Portanto, que o avanço desenfreado da tendência descarcerizadora desde a edição do Código Penal de 1940 faz-se prejudicial para a segurança pública e para a paz social. Enquanto a Polícia, no legítimo exercício de sua atividade profissional, considerada de alto risco, prende o delinquente, em face dos institutos descarcerizadores elencados, logo estará ele novamente em liberdade, ofendendo novos bens jurídicos da sociedade.

Essa situação de desprisionalização institui um forte esquema de vulnerabilidade e lampejo de impunidade. As pessoas em geral e até mesmo o delinquente não confiam no atual sistema penal. Esse sistema não amedronta, não pune, não recupera, mas tão somente libera o delinquente, demonstrando-se falido e sepultado serenamente nos luxuosos ataúdes das grandes necrópoles.

Por fim enquanto as forças de segurança pública se mobilizam e se esforçam para novamente prender o criminoso Lázaro Barbosa, e colocá-lo a disposição da Justiça, de outro lado, existem outros atores de plantão discutindo soluções mirabolantes, falsos especialistas, comentaristas, uns apontando alternativas, ensinando receitas prontas de soluções milagrosas, mercadores de fumaça, comerciantes de bazófia, outros esperando ansiosamente para apreciar o pedido de habeas corpus, ou liberdade provisória do autor ou pela aplicação de outras medidas alternativas da prisão consoante artigo 319 do Código de Processo Penal, na decantada audiência de custódia nas próximas 24 horas, e ainda prontos para a formatação dos quesitos orientados pela Resolução 213, de 2015 do CNJ, em especial, cumprindo todo o ritual do seu artigo 8º, notadamente, o inciso VI, querendo saber se foi bem tratado por todos os lugares em que esteve com a Polícia, além de outras perguntas que demonstram o exacerbado garantismo penal em favor de delinquentes, perguntando sobre o tratamento recebido em todos os locais por onde passou antes da apresentação à audiência, questionando sobre a ocorrência de tortura e maus tratos e adotando as providências cabíveis.

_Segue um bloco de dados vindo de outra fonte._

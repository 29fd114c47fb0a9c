//! JSON configuration store backed by ~/.sagesh/config.json.
//!
//! Settings live in a single `serde_json::Value` tree addressed by dotted
//! key paths. Loading merges the user file over built-in defaults so new
//! settings appear automatically and unknown user keys survive round trips.

use serde_json::{json, Value};
use std::path::{Path, PathBuf};

pub fn state_dir() -> PathBuf {
    dirs::home_dir()
        .expect("Could not determine home directory")
        .join(".sagesh")
}

fn defaults() -> Value {
    json!({
        "terminal": {
            "history_size": 1000,
            "prompt_style": "simple",
            "start_with_sudo": false
        },
        "ai": {
            "model": "llama2",
            "enabled": true,
            "help_on_error": true,
            "base_url": "http://localhost:11434"
        }
    })
}

fn deep_merge(base: &mut Value, overlay: &Value) {
    match (base, overlay) {
        (Value::Object(base_map), Value::Object(overlay_map)) => {
            for (key, overlay_val) in overlay_map {
                if let Some(base_val) = base_map.get_mut(key) {
                    deep_merge(base_val, overlay_val);
                } else {
                    base_map.insert(key.clone(), overlay_val.clone());
                }
            }
        }
        (base, overlay) => {
            *base = overlay.clone();
        }
    }
}

#[derive(Debug, Clone)]
pub struct ConfigStore {
    path: PathBuf,
    settings: Value,
}

impl ConfigStore {
    pub fn load() -> anyhow::Result<Self> {
        Self::load_from(state_dir().join("config.json"))
    }

    pub fn load_from(path: PathBuf) -> anyhow::Result<Self> {
        if let Some(parent) = path.parent() {
            std::fs::create_dir_all(parent)?;
        }
        let mut store = Self {
            path,
            settings: defaults(),
        };

        if !store.path.exists() {
            eprintln!("Creating config file at {}", store.path.display());
            store.save_quiet();
            return Ok(store);
        }

        let content = match std::fs::read_to_string(&store.path) {
            Ok(content) => content,
            Err(e) => {
                eprintln!("Warning: Could not load config file ({e}). Using defaults.");
                store.save_quiet();
                return Ok(store);
            }
        };

        match serde_json::from_str::<Value>(&content) {
            Ok(user) if user.is_object() => {
                let mut merged = defaults();
                deep_merge(&mut merged, &user);
                let gained_defaults = merged != user;
                store.settings = merged;
                if gained_defaults {
                    store.save_quiet();
                }
            }
            Ok(_) => {
                eprintln!("Warning: config file is not a JSON object. Using defaults.");
                store.save_quiet();
            }
            Err(e) => {
                eprintln!("Warning: Could not load config file ({e}). Using defaults.");
                store.save_quiet();
            }
        }
        Ok(store)
    }

    pub fn path(&self) -> &Path {
        &self.path
    }

    pub fn save(&self) -> anyhow::Result<()> {
        if let Some(parent) = self.path.parent() {
            std::fs::create_dir_all(parent)?;
        }
        let mut content = serde_json::to_string_pretty(&self.settings)?;
        content.push('\n');
        std::fs::write(&self.path, content)?;
        Ok(())
    }

    fn save_quiet(&self) {
        if let Err(e) = self.save() {
            eprintln!("Warning: Could not save config file: {e}");
        }
    }

    /// Look up a value by dotted key path, e.g. `ai.model`.
    pub fn get(&self, key_path: &str) -> Option<&Value> {
        let mut current = &self.settings;
        for segment in key_path.split('.') {
            current = current.get(segment)?;
        }
        Some(current)
    }

    /// Set a value by dotted key path, creating intermediate objects as
    /// needed. A non-object intermediate gets replaced.
    pub fn set(&mut self, key_path: &str, value: Value) {
        let segments: Vec<&str> = key_path.split('.').collect();
        let (leaf, parents) = match segments.split_last() {
            Some((leaf, parents)) => (*leaf, parents),
            None => return,
        };
        let mut current = &mut self.settings;
        for segment in parents {
            if !current.is_object() {
                *current = Value::Object(serde_json::Map::new());
            }
            current = match current {
                Value::Object(map) => map.entry(segment.to_string()).or_insert(Value::Null),
                _ => return,
            };
        }
        if !current.is_object() {
            *current = Value::Object(serde_json::Map::new());
        }
        if let Value::Object(map) = current {
            map.insert(leaf.to_string(), value);
        }
    }

    pub fn to_pretty(&self) -> String {
        serde_json::to_string_pretty(&self.settings).unwrap_or_else(|_| "{}".to_string())
    }

    pub fn ai_enabled(&self) -> bool {
        self.get("ai.enabled").and_then(Value::as_bool).unwrap_or(true)
    }

    pub fn help_on_error(&self) -> bool {
        self.get("ai.help_on_error")
            .and_then(Value::as_bool)
            .unwrap_or(true)
    }

    pub fn model(&self) -> String {
        self.get("ai.model")
            .and_then(Value::as_str)
            .unwrap_or("llama2")
            .to_string()
    }

    pub fn set_model(&mut self, model: &str) -> anyhow::Result<()> {
        self.set("ai.model", Value::String(model.to_string()));
        self.save()
    }

    /// Ollama base URL with any trailing slash removed.
    pub fn base_url(&self) -> String {
        self.get("ai.base_url")
            .and_then(Value::as_str)
            .unwrap_or("http://localhost:11434")
            .trim_end_matches('/')
            .to_string()
    }

    pub fn history_size(&self) -> usize {
        self.get("terminal.history_size")
            .and_then(Value::as_u64)
            .unwrap_or(1000) as usize
    }

    pub fn start_with_sudo(&self) -> bool {
        self.get("terminal.start_with_sudo")
            .and_then(Value::as_bool)
            .unwrap_or(false)
    }

    pub fn history_path(&self) -> PathBuf {
        match self.path.parent() {
            Some(parent) => parent.join("history"),
            None => state_dir().join("history"),
        }
    }

    fn marker_path(&self, name: &str) -> Option<PathBuf> {
        self.path
            .parent()
            .map(|parent| parent.join(format!(".{name}_completed")))
    }

    pub fn marker_exists(&self, name: &str) -> bool {
        self.marker_path(name).map_or(false, |path| path.exists())
    }

    /// Drop a completion marker in the state directory. Best effort.
    pub fn write_marker(&self, name: &str) {
        if let Some(path) = self.marker_path(name) {
            if let Some(parent) = path.parent() {
                let _ = std::fs::create_dir_all(parent);
            }
            let _ = std::fs::write(path, b"");
        }
    }
}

Como defensor ferrenho do estado democrático de direito, é claro que nunca se pode advogar a violência estatal ou qualquer outro tipo de violência, mas o que não se admite jamais é querer transformar a Polícia em instrumento rotulado de repressão, afirmar que a Polícia é sinônimo de violência, de truculência, presunção de arbitrariedades, quando na verdade ela é hoje ferramenta de proteção dos direitos sociais, é o primeiro instrumento de tutela dos interesses do povo, é aquela que nos acolhe em qualquer hora do dia ou da noite, sem ela não existe paz social, sem a Polícia não existe controle social, sem ela, haverá retrocesso ao estado natural, em que se vigora a lei do mais forte, restabelecendo os rigores do estado de natureza, que para Hobbes, os homens podem todas as coisas e, para tanto, utilizam-se de todos os meios para atingi-las, os homens são maus por natureza (o homem é o lobo do próprio homem), pois possuem um poder de violência ilimitado. Um homem só se impõe a outro homem pela força. Não é por nada, apenas tenho que admitir, a Polícia é necessária e imprescindível como oxigênio para a vida, e no mais, com o devido eco, apraz-me gritar, viva o trabalho da Polícia!